EXERCISE: How many lines of the entries hold the string "Sender"? Reply with the number alone.

(Saved data entries)
● ● ●

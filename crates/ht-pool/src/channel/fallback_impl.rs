#![allow(
    dead_code,
    clippy::missing_const_for_fn,
    clippy::unreachable,
    clippy::unused_self,
    reason = "want to match API to make sure that the compile_error! below is the error displayed",
)]

use std::{convert::Infallible, marker::PhantomData};


compile_error!("The `kanal` or `crossbeam-channel` feature of `ht-pool` must be enabled");


#[derive(Debug)]
pub(crate) struct Sender<T> {
    _never: Infallible,
    _t:     PhantomData<fn(T) -> T>,
}

impl<T> Sender<T> {
    pub(crate) fn send(&self, _value: T) -> Result<(), ()> {
        unreachable!()
    }
}

impl<T> Clone for Sender<T> {
    fn clone(&self) -> Self {
        unreachable!()
    }
}

#[derive(Debug)]
pub(crate) struct Receiver<T> {
    _never: Infallible,
    _t:     PhantomData<fn(T) -> T>,
}

impl<T> Clone for Receiver<T> {
    fn clone(&self) -> Self {
        unreachable!()
    }
}

impl<T> Receiver<T> {
    pub(crate) fn recv(&self) -> Result<T, ()> {
        unreachable!()
    }

    pub(crate) fn try_recv(&self) -> Result<Option<T>, ()> {
        unreachable!()
    }

    pub(crate) fn capacity(&self) -> usize {
        0
    }

    pub(crate) fn len(&self) -> usize {
        0
    }
}


pub(crate) fn bounded_channel<T>(_size: usize) -> (Sender<T>, Receiver<T>) {
    unreachable!()
}

pub(crate) fn unbounded_channel<T>() -> (Sender<T>, Receiver<T>) {
    unreachable!()
}
impl<FS: ReadableFilesystem> BalancePlanAuthority<FS> {
    #[must_use]
    pub fn new(fs: FS, toplevel_dir: PathBuf) -> Self {
        Self {
            fs,
            toplevel_dir,
            inner: Mutex::new(Inner {
                generation: 0,
                active:     Vec::new(),
                plans:      HashMap::new(),
                moves:      HashMap::new(),
            }),
        }
    }

    #[must_use]
    pub fn generation(&self) -> u64 {
        self.inner.lock().generation
    }

    #[must_use]
    pub fn is_empty(&self) -> bool {
        self.inner.lock().plans.is_empty()
    }

    #[must_use]
    pub fn has_plan_moves(&self) -> bool {
        !self.inner.lock().moves.is_empty()
    }

    fn log_dir(&self, location: &str, class: RangeClass) -> PathBuf {
        self.toplevel_dir.join("servers").join(location).join("log").join(class.log_dir_name())
    }

    fn initial_fragment_ids(&self, location: &str, class: RangeClass) -> Result<Vec<u32>, PlanError> {
        let dir = self.log_dir(location, class);
        if !self.fs.exists(&dir).unwrap_or(false) {
            return Ok(Vec::new());
        }
        ht_commitlog::list_fragments(&self.fs, &dir)
            .map_err(|err| PlanError::Filesystem(err.to_string()))
    }

    /// Creates a new recovery plan for `location`'s four range classes, round-robin-distributing
    /// both fragments (replay) and ranges (receive) across `active_servers`. A no-op if a plan
    /// for `location` already exists (the source's "don't double-recover" guard).
    ///
    /// `active_servers` should be every currently-connected server excluding `location` itself.
    pub fn create_recovery_plan(
        &self,
        location:       &str,
        active_servers: Vec<String>,
        class_ranges:   ClassRanges,
    ) -> Result<(), PlanError> {
        let mut inner = self.inner.lock();
        if inner.plans.contains_key(location) {
            return Ok(());
        }

        info!(location, "creating recovery plan");
        inner.active = active_servers;
        if inner.active.is_empty() {
            return Ok(());
        }
        let active = inner.active.clone();
        let mut cursor = RoundRobin::new(&active);

        // Walk existing plans, reassigning anything still pointing at the newly-failed location.
        for plans in inner.plans.values_mut() {
            for (idx, class) in RangeClass::ALL.into_iter().enumerate() {
                if let Some(plan) = plans[idx].as_mut() {
                    Self::update_range_plan(plan, location, &class_ranges[class.index()], &mut cursor);
                    if plan.receiver_plan.is_empty() {
                        plans[idx] = None;
                    }
                }
            }
        }
        inner.plans.retain(|_, plans| plans.iter().any(Option::is_some));

        // Build the new plan for the failed location.
        let mut new_plans: RecoveryPlans = [None, None, None, None];
        for class in RangeClass::ALL {
            let (specs, states): (Vec<_>, Vec<_>) =
                class_ranges[class.index()].iter().cloned().unzip();
            if specs.is_empty() {
                continue;
            }
            let fragments = self.initial_fragment_ids(location, class)?;
            let mut plan = RangeRecoveryPlan::new(class);
            for (spec, state) in specs.into_iter().zip(states) {
                plan.receiver_plan.insert(cursor.next(), spec, state);
            }
            cursor.reset();
            for fragment in fragments {
                plan.replay_plan.insert(fragment, cursor.next());
            }
            info!(
                location, class = ?class,
                fragments = plan.replay_plan.all_fragments().len(),
                ranges = plan.receiver_plan.len(),
                "recovery plan populated",
            );
            new_plans[class.index()] = Some(plan);
        }

        // Any in-flight move whose destination was the failed server gets rehomed: prefer the
        // location the fresh recovery plan assigned that same range to; otherwise round-robin.
        for (spec, dest) in inner.moves.clone() {
            if dest != location {
                continue;
            }
            let rehomed = new_plans.iter().flatten()
                .find_map(|plan| plan.receiver_plan.location_of(&spec).map(str::to_string));
            let rehomed = rehomed.unwrap_or_else(|| cursor.next());
            inner.moves.insert(spec, rehomed);
        }

        inner.generation += 1;
        inner.plans.insert(location.to_string(), new_plans);
        Ok(())
    }

    /// `original_source`'s `update_range_plan`: reassign fragments the failed `location` was
    /// replaying, and either purge or reassign ranges it was receiving, to the active set.
    fn update_range_plan(
        plan:       &mut RangeRecoveryPlan,
        location:   &str,
        new_specs:  &[(QualifiedRangeSpec, RangeState)],
        cursor:     &mut RoundRobin<'_>,
    ) {
        for fragment in plan.replay_plan.remove_location(location) {
            plan.replay_plan.insert(fragment, cursor.next());
        }

        let purge: HashSet<&QualifiedRangeSpec> = new_specs.iter().map(|(spec, _)| spec).collect();
        cursor.reset();
        for (spec, state) in plan.receiver_plan.specs_and_states_for(location) {
            if purge.contains(&spec) {
                plan.receiver_plan.remove(&spec);
            } else {
                plan.receiver_plan.insert(cursor.next(), spec, state);
            }
        }
    }

    /// Copies the plan for `(location, class)` plus the generation it was read at. An absent
    /// plan (no ranges of that class were assigned) is reported as an empty plan, matching the
    /// source's `copy_recovery_plan` behavior for a null `plans[type]` entry.
    pub fn copy_recovery_plan(
        &self,
        location: &str,
        class:    RangeClass,
    ) -> Result<(RangeRecoveryPlan, u64), PlanError> {
        let inner = self.inner.lock();
        let plans = inner.plans.get(location)
            .ok_or_else(|| PlanError::NoPlanForLocation(location.to_string()))?;
        let plan = plans[class.index()].clone().unwrap_or_else(|| RangeRecoveryPlan::new(class));
        Ok((plan, inner.generation))
    }

    pub fn remove_recovery_plan(&self, location: &str) {
        self.inner.lock().plans.remove(location);
    }

    /// Removes `ranges` from `location`'s `class` receiver plan, as the master does once each
    /// range has been durably committed to its new owner. Bumps the generation (§4.9's third
    /// trigger: "entries are removed from a `receiver_plan` after a successful
    /// acknowledgement"), so a `RecoveryOperation` still mid-flight against the pre-removal
    /// plan observes a generation mismatch and resets to `Initial` rather than acting on stale
    /// receiver-plan membership.
    pub fn remove_from_receiver_plan(
        &self,
        location: &str,
        class:    RangeClass,
        ranges:   &[QualifiedRangeSpec],
    ) -> Result<(), PlanError> {
        let mut inner = self.inner.lock();
        let plans = inner.plans.get_mut(location)
            .ok_or_else(|| PlanError::NoPlanForLocation(location.to_string()))?;
        let plan = plans[class.index()].as_mut()
            .ok_or_else(|| PlanError::NoPlanForClass { location: location.to_string(), class })?;
        for spec in ranges {
            plan.receiver_plan.remove(spec);
        }
        inner.generation += 1;
        Ok(())
    }

    pub fn remove_from_replay_plan(
        &self,
        recovery_location: &str,
        class:             RangeClass,
        replay_location:   &str,
    ) -> Result<(), PlanError> {
        let mut inner = self.inner.lock();
        let plans = inner.plans.get_mut(recovery_location)
            .ok_or_else(|| PlanError::NoPlanForLocation(recovery_location.to_string()))?;
        let plan = plans[class.index()].as_mut()
            .ok_or_else(|| PlanError::NoPlanForClass { location: recovery_location.to_string(), class })?;
        let _ = plan.replay_plan.remove_location(replay_location);
        Ok(())
    }

    #[must_use]
    pub fn get_receiver_plan_locations(&self, location: &str, class: RangeClass) -> BTreeSet<String> {
        let inner = self.inner.lock();
        inner.plans.get(location)
            .and_then(|plans| plans[class.index()].as_ref())
            .map(|plan| plan.receiver_plan.locations())
            .unwrap_or_default()
    }

    /// True once every range of `class` for `location` has been acknowledged by its receiver
    /// (or no plan for that class was ever created).
    #[must_use]
    pub fn recovery_complete(&self, location: &str, class: RangeClass) -> bool {
        let inner = self.inner.lock();
        match inner.plans.get(location) {
            None => true,
            Some(plans) => plans[class.index()].as_ref().is_none_or(|plan| plan.receiver_plan.is_empty()),
        }
    }

    /// Returns the destination for a range being balance-moved, registering a fresh round-robin
    /// choice on first call. Two successive calls with no intervening
    /// [`Self::balance_move_complete`] return the same location (§8 testable property 7).
    pub fn get_balance_destination(
        &self,
        spec:           &QualifiedRangeSpec,
        next_available: impl FnOnce() -> Option<String>,
    ) -> Option<String> {
        let mut inner = self.inner.lock();
        if let Some(location) = inner.moves.get(spec) {
            return Some(location.clone());
        }
        let location = next_available()?;
        inner.moves.insert(spec.clone(), location.clone());
        Some(location)
    }

    pub fn balance_move_complete(&self, spec: &QualifiedRangeSpec) {
        self.inner.lock().moves.remove(spec);
    }
}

● ● ●

WORKED SOLUTION: 5